BACKGROUND: Studies have shown that bone marrow mesenchymal stem cell (BMSC) transplantation can effectively improve cardiac function after myocardial infarction. However, few reports have been issued on myocardial electrophysiology after BMSCs transplantation. OBJECTIVE: To observe the effects of BMSCs transplantation on voltage-gated K+channel protein and myocardial infarction-related cytokines, thereby providing basic evidence for further exploration on the mechanism underlying arrhythmia in myocardial infarction due to BMSCs transplantation. METHODS: Forty male Wistar rats, SPF grade, were randomly divided into four groups sham group, model group, cell culture medium group and BMSCs group. The myocardial infarction model was created in rats by permanent ligation of the left descending coronary artery. At 15-20 minutes after surgery, BMSCs (100 μL, 1×106) or cell culture medium (100 μL) was injected at four sites in the peri-infarct zone.
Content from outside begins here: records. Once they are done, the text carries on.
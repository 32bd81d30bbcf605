use std::fmt;
use std::ops::{Deref, DerefMut};
use std::str::FromStr;

use super::error::MoveError;
use super::types::{BOARD_SIZE, Mark, Position};

/// Fixed 3x3 grid, row-major.
#[derive(Clone, Copy, Debug, Default, PartialEq, Eq, Hash)]
pub struct Board {
    cells: [[Mark; BOARD_SIZE]; BOARD_SIZE],
}

impl Board {
    pub fn new() -> Self {
        Self::default()
    }

    pub fn from_cells(cells: [[Mark; BOARD_SIZE]; BOARD_SIZE]) -> Self {
        Self { cells }
    }

    pub fn from_rows(rows: &[Vec<Mark>]) -> Result<Self, MoveError> {
        if rows.len() != BOARD_SIZE {
            let cols = rows.first().map_or(0, Vec::len);
            return Err(MoveError::MalformedBoard { rows: rows.len(), cols });
        }

        let mut board = Self::new();
        for (row, marks) in rows.iter().enumerate() {
            if marks.len() != BOARD_SIZE {
                return Err(MoveError::MalformedBoard { rows: rows.len(), cols: marks.len() });
            }
            board.cells[row].copy_from_slice(marks);
        }
        Ok(board)
    }

    pub fn cells(&self) -> &[[Mark; BOARD_SIZE]; BOARD_SIZE] {
        &self.cells
    }

    pub fn get(&self, position: Position) -> Mark {
        self.cells[position.row][position.col]
    }

    pub fn set(&mut self, position: Position, mark: Mark) {
        self.cells[position.row][position.col] = mark;
    }

    pub fn count(&self, mark: Mark) -> usize {
        self.cells
            .iter()
            .flat_map(|row| row.iter())
            .filter(|&&cell| cell == mark)
            .count()
    }

    pub fn get_available_moves(&self) -> Vec<Position> {
        let mut moves = Vec::with_capacity(BOARD_SIZE * BOARD_SIZE);
        for (row, marks) in self.cells.iter().enumerate() {
            for (col, &cell) in marks.iter().enumerate() {
                if cell == Mark::Empty {
                    moves.push(Position::new(row, col));
                }
            }
        }
        moves
    }

    /// Puts `mark` on `position` for as long as the returned guard lives.
    pub fn place(&mut self, position: Position, mark: Mark) -> MarkGuard<'_> {
        let previous = self.get(position);
        self.set(position, mark);
        MarkGuard {
            board: self,
            position,
            previous,
        }
    }
}

impl TryFrom<Vec<Vec<Mark>>> for Board {
    type Error = MoveError;

    fn try_from(rows: Vec<Vec<Mark>>) -> Result<Self, Self::Error> {
        Self::from_rows(&rows)
    }
}

/// Parses `X`, `O` and `.` cells; whitespace and `/` are ignored, so `"XX./OO./..."` works.
impl FromStr for Board {
    type Err = MoveError;

    fn from_str(s: &str) -> Result<Self, Self::Err> {
        let mut marks = Vec::with_capacity(BOARD_SIZE * BOARD_SIZE);
        for (index, c) in s.chars().enumerate() {
            if c.is_whitespace() || c == '/' {
                continue;
            }
            let mark = Mark::from_char(c).ok_or(MoveError::InvalidCell { character: c, index })?;
            marks.push(mark);
        }

        if marks.len() != BOARD_SIZE * BOARD_SIZE {
            return Err(MoveError::MalformedBoard {
                rows: marks.len().div_ceil(BOARD_SIZE),
                cols: BOARD_SIZE,
            });
        }

        let rows: Vec<Vec<Mark>> = marks.chunks(BOARD_SIZE).map(<[Mark]>::to_vec).collect();
        Self::from_rows(&rows)
    }
}

impl fmt::Display for Board {
    fn fmt(&self, f: &mut fmt::Formatter<'_>) -> fmt::Result {
        for (i, row) in self.cells.iter().enumerate() {
            if i > 0 {
                writeln!(f)?;
            }
            for cell in row {
                write!(f, "{}", cell)?;
            }
        }
        Ok(())
    }
}

/// Puts the guarded cell back to the mark it held before `Board::place` when dropped.
pub struct MarkGuard<'a> {
    board: &'a mut Board,
    position: Position,
    previous: Mark,
}

impl Deref for MarkGuard<'_> {
    type Target = Board;

    fn deref(&self) -> &Board {
        self.board
    }
}

impl DerefMut for MarkGuard<'_> {
    fn deref_mut(&mut self) -> &mut Board {
        self.board
    }
}

impl Drop for MarkGuard<'_> {
    fn drop(&mut self) {
        self.board.set(self.position, self.previous);
    }
}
Four weeks after cell therapy, cardiac samples were taken, the pathological morphology of the infarcted myocardium was observed by hematoxylin-eosin staining, and the infarct size was calculated; the expression levels of voltage-gated K+channel proteins Kv1.2 and Kv1.5 and cardiac troponin T (cTnT) were measured by western blot assay; and the expression levels of apoptotic factor (Caspase-3), autophagy factor (Bcl-2), nitric oxide and superoxide dismutase were tested by immunohistochemistry. RESULTS AND CONCLUSION: Compared with the model group and cell culture medium group, the infarct size decreased in the BMSCs group (P < 0.05); the expression levels of cTnT, Kv1.5 and superoxide dismutase increased (P < 0.05), and the expression levels of Caspase-3, Bcl-2 and Kv1.2 decreased (P < 0.05) in the BMSCs group. In summary, BMSCs transplantation can promote the expression of voltage-gated K+channel proteins, and improve anti-oxidation capacity of the myocardium and decrease apoptosis and autophagy.